What you should do
Where the string "Item" occurs in a line of the data below, that line should be copied.
(Task data)
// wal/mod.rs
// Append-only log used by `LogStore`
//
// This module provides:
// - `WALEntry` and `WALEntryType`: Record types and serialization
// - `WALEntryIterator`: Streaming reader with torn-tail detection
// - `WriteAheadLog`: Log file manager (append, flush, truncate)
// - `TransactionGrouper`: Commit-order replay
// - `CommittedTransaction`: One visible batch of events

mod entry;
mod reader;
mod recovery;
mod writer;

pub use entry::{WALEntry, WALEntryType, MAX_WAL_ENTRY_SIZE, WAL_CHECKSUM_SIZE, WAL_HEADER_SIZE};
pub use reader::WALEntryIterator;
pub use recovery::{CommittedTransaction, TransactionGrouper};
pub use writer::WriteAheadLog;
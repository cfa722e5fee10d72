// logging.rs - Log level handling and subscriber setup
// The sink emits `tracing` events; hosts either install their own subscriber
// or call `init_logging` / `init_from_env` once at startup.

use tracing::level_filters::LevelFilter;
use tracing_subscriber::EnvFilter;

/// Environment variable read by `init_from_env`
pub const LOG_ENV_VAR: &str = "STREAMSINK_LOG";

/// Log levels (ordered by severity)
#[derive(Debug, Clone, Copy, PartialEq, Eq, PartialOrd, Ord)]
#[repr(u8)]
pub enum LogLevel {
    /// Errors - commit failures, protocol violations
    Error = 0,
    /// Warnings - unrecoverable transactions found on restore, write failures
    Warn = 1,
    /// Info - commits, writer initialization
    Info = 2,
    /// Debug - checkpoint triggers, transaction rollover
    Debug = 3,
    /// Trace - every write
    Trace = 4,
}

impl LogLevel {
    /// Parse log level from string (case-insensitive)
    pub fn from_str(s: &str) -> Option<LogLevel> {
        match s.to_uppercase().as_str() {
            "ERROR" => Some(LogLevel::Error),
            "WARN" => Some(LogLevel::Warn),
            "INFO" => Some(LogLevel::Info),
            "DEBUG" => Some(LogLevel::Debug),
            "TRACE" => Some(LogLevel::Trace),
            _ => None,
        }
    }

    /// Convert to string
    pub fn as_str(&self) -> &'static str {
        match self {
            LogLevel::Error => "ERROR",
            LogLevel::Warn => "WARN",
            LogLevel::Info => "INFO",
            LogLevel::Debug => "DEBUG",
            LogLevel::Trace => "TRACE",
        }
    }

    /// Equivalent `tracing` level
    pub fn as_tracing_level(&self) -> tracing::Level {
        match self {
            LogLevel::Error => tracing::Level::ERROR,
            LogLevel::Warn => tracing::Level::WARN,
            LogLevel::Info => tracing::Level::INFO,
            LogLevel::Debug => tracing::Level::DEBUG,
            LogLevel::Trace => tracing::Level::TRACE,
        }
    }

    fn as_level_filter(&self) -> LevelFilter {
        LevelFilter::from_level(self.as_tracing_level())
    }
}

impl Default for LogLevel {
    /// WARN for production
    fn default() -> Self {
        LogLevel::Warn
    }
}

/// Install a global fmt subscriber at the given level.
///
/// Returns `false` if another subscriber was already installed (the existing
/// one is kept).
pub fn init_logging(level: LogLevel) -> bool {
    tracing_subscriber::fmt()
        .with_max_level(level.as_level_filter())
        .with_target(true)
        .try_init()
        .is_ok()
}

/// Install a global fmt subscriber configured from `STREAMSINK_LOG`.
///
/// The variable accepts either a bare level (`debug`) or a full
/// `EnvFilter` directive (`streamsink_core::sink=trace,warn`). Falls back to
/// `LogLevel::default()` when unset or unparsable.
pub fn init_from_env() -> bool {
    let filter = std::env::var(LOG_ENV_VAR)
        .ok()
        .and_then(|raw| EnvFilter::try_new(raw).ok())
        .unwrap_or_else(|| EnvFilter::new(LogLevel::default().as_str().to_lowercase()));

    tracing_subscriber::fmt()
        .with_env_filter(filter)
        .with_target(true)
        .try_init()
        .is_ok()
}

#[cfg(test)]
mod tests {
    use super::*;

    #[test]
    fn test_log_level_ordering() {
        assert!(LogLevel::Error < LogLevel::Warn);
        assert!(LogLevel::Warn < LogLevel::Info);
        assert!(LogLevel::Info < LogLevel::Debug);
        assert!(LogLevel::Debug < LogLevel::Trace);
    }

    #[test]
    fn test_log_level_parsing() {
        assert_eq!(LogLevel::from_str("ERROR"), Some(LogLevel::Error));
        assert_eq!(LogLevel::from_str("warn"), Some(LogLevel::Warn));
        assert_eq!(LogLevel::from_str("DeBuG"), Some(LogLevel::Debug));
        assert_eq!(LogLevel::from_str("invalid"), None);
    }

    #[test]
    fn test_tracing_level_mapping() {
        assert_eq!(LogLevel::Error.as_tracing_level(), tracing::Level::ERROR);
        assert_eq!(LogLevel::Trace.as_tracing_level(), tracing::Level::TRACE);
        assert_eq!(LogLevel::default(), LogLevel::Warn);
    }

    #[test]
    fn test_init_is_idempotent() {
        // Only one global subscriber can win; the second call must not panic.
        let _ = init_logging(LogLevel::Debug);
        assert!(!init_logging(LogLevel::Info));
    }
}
(End Task data)
(Task data)
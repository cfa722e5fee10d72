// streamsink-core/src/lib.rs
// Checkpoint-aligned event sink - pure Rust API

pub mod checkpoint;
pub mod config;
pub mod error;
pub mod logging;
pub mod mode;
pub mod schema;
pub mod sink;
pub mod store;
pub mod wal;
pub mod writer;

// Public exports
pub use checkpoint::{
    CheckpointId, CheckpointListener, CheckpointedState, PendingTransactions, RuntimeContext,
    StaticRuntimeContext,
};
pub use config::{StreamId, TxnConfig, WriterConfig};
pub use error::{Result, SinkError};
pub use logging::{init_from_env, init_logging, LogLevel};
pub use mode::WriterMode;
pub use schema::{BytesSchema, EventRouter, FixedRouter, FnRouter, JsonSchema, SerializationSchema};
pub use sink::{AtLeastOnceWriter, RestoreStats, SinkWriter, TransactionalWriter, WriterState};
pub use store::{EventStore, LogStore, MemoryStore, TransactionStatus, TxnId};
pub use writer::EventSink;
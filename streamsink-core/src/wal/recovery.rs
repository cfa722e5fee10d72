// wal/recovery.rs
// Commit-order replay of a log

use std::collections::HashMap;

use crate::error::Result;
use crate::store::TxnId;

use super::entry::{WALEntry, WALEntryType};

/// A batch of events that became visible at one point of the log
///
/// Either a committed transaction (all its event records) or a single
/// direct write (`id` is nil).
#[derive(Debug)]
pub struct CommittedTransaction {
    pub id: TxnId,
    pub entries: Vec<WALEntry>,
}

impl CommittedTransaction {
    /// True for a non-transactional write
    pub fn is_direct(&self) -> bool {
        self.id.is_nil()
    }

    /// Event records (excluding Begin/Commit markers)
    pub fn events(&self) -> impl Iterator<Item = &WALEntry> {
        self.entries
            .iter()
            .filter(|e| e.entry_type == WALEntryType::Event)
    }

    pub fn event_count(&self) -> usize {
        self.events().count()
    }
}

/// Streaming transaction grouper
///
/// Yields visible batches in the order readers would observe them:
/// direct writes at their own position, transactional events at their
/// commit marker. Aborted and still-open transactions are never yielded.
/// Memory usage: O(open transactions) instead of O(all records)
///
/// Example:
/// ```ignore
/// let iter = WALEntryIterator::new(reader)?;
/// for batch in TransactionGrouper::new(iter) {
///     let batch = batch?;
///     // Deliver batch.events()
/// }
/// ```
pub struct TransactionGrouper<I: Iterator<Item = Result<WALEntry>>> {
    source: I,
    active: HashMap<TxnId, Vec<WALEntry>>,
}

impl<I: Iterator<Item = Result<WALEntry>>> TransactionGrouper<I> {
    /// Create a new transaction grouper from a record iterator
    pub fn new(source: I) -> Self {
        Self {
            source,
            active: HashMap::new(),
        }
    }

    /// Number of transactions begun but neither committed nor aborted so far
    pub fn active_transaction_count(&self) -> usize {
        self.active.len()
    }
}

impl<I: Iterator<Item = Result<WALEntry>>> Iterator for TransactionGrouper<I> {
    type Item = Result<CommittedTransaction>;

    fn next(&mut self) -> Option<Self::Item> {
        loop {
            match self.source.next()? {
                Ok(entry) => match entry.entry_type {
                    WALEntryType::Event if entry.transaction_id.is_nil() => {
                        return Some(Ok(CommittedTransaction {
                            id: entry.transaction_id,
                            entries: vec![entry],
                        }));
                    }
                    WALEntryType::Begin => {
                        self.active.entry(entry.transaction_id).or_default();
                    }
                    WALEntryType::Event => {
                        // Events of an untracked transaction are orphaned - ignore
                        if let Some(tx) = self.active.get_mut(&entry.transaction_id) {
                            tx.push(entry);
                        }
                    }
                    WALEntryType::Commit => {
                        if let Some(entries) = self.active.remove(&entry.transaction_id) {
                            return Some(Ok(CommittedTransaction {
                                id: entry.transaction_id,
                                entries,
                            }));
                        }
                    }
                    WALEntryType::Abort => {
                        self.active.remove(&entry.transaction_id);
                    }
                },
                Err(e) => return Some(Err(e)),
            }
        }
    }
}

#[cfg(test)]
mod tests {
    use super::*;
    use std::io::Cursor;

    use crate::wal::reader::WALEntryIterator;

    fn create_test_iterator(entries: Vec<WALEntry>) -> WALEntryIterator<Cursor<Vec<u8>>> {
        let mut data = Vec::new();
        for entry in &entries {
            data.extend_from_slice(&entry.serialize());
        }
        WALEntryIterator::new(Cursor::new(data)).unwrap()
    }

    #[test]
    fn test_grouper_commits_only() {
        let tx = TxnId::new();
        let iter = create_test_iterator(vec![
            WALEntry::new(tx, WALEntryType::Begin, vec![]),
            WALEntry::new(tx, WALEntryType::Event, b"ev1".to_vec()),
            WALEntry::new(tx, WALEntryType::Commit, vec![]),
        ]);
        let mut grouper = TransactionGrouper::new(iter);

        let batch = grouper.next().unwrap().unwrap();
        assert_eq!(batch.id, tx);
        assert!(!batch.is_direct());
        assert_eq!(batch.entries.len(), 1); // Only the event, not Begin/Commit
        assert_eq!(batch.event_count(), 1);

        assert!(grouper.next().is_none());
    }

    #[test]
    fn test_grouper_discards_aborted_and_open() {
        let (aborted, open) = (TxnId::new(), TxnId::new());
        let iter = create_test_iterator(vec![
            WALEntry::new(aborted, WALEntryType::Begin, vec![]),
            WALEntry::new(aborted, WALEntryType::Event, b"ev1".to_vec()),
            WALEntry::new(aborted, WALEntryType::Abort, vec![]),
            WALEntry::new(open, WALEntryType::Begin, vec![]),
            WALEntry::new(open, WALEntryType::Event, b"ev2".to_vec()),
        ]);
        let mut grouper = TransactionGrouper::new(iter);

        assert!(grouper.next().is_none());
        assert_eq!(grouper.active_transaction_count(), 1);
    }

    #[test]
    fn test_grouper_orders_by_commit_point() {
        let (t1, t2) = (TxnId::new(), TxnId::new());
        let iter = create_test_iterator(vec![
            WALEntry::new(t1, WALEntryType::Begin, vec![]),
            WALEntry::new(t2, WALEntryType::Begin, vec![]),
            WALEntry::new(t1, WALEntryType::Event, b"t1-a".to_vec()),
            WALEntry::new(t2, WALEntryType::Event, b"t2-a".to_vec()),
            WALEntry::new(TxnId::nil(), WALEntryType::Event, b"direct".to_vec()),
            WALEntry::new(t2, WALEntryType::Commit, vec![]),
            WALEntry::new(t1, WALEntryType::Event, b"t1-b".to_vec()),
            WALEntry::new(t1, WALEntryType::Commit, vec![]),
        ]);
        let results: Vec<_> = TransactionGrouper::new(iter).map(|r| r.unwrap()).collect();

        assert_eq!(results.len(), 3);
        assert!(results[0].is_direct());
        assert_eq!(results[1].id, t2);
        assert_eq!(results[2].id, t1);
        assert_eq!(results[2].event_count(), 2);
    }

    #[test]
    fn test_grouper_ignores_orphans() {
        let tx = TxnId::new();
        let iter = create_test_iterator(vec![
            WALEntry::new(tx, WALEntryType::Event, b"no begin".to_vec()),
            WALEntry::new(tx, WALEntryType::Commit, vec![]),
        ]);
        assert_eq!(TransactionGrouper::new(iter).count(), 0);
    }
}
(End Task data)
Response to this task
    pub fn events(&self) -> impl Iterator<Item = &WALEntry> {
pub struct TransactionGrouper<I: Iterator<Item = Result<WALEntry>>> {
impl<I: Iterator<Item = Result<WALEntry>>> TransactionGrouper<I> {
impl<I: Iterator<Item = Result<WALEntry>>> Iterator for TransactionGrouper<I> {
    type Item = Result<CommittedTransaction>;
    fn next(&mut self) -> Option<Self::Item> {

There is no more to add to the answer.